NVIDIA / Stable-Diffusion-WebUI-TensorRT

TensorRT Extension for Stable Diffusion Web UI
MIT License
1.91k stars 146 forks source link

PyTorch Fallback Improvement #221

Open Maeyanie opened 10 months ago

Maeyanie commented 10 months ago

It would be useful if the PyTorch fallback added in v0.2.0 is also used when the generation parameters would cause TRT generation to fail; i.e. out of range for any currently-generated profile, size not a multiple of 64, or whatever.

contentis commented 10 months ago

It should already fall back to Torch if no valid profile has been found.

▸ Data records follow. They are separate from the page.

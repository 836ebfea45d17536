//! Exclusive allocation of forwarded ports across host processes.
//!
//! Several host processes may drive different devices at once, and they all
//! draw local ports from the same fixed pool. There is no daemon to ask, so
//! mutual exclusion rides on the OS: binding a well-known lock port
//! succeeds for exactly one process at a time. The winner inspects the
//! current forwarding table, picks a port, installs its rule, and releases
//! the lock by closing the socket. The lock port itself never carries data.

use std::net::TcpListener;
use std::time::Duration;

use thiserror::Error;
use tracing::{debug, info};

use crate::domain::config::ConnectConfig;
use crate::infrastructure::forwarder::{ForwardError, PortForwarder};

/// Errors raised while allocating a forwarded port.
#[derive(Debug, Error)]
pub enum AllocationError {
    /// The lock port never became bindable within the retry budget.
    #[error("could not acquire the port lock on {port} after {attempts} attempts")]
    LockUnavailable { port: u16, attempts: u32 },

    /// Every pool port is either taken by another device or rejected by the
    /// forwarding tool.
    #[error("no forwarding port available for device {device_id} in {start}..{end}")]
    Exhausted {
        device_id: String,
        start: u16,
        end: u16,
    },

    /// The forwarding tool failed while listing rules.
    #[error(transparent)]
    Forwarder(#[from] ForwardError),
}

/// Pool bounds and lock behavior for one arbiter.
#[derive(Debug, Clone)]
pub struct ArbiterSettings {
    /// Cross-process mutex port; bound, never connected to.
    pub lock_port: u16,
    /// First port of the forwarding pool.
    pub port_start: u16,
    /// Pool size.
    pub port_count: u16,
    /// Remote control port every rule maps to.
    pub remote_port: u16,
    /// Bind attempts before giving up on the lock.
    pub lock_retries: u32,
    /// Fixed wait between bind attempts.
    pub lock_backoff: Duration,
}

impl ArbiterSettings {
    pub fn from_config(config: &ConnectConfig) -> Self {
        Self {
            lock_port: config.lock_port(),
            port_start: config.port_start,
            port_count: config.port_count,
            remote_port: config.remote_port,
            lock_retries: config.lock_retries,
            lock_backoff: Duration::from_millis(config.lock_backoff_ms),
        }
    }
}

impl Default for ArbiterSettings {
    fn default() -> Self {
        Self::from_config(&ConnectConfig::default())
    }
}

/// Allocates one forwarded local port per device, exclusively.
#[derive(Debug, Clone)]
pub struct PortArbiter {
    settings: ArbiterSettings,
}

impl PortArbiter {
    pub fn new(settings: ArbiterSettings) -> Self {
        Self { settings }
    }

    /// Returns the local port forwarding to `device_id`'s control service.
    ///
    /// Holding the bind-based lock: reuses the device's existing rule when
    /// one is present, otherwise scans the pool, skipping ports assigned to
    /// other devices, and installs a rule on the first port the forwarding
    /// tool accepts. The lock is released on every exit path when the
    /// listener drops.
    pub fn allocate(
        &self,
        forwarder: &dyn PortForwarder,
        device_id: &str,
    ) -> Result<u16, AllocationError> {
        let _lock = self.acquire_lock()?;

        let rules = forwarder.list()?;
        let mut used_ports = Vec::new();
        for rule in &rules {
            if rule.device_id == device_id && rule.remote_port == self.settings.remote_port {
                debug!(device_id, port = rule.local_port, "reusing existing forwarding rule");
                return Ok(rule.local_port);
            }
            used_ports.push(rule.local_port);
        }

        let start = self.settings.port_start;
        let end = start + self.settings.port_count;
        for port in start..end {
            if used_ports.contains(&port) {
                continue;
            }
            match forwarder.add(device_id, port, self.settings.remote_port) {
                Ok(()) => {
                    info!(device_id, port, "allocated forwarding port");
                    return Ok(port);
                }
                Err(e) => {
                    // Another process may have raced us to this port between
                    // the list and the add; keep scanning.
                    debug!(device_id, port, error = %e, "candidate port rejected");
                }
            }
        }

        Err(AllocationError::Exhausted {
            device_id: device_id.to_string(),
            start,
            end,
        })
    }

    /// Binds the lock port, retrying with fixed backoff.
    fn acquire_lock(&self) -> Result<TcpListener, AllocationError> {
        let addr = ("127.0.0.1", self.settings.lock_port);
        for attempt in 0..self.settings.lock_retries {
            match TcpListener::bind(addr) {
                Ok(listener) => {
                    debug!(port = self.settings.lock_port, attempt, "port lock acquired");
                    return Ok(listener);
                }
                Err(_) => std::thread::sleep(self.settings.lock_backoff),
            }
        }
        Err(AllocationError::LockUnavailable {
            port: self.settings.lock_port,
            attempts: self.settings.lock_retries,
        })
    }
}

For the multiple of 64, it's "desired" behaviour to fail. It would be possible to add this, but I'm worried that it's unclear to users that its falling back to Torch due to this dimension mismatch.

Maeyanie commented 10 months ago

It isn't doing the fallback on no valid profiles for me. It works when there's no profiles for the checkpoint at all and "automatic" unet is set, but not when there is one that's not valid for the current settings. Instead, it fails with an error.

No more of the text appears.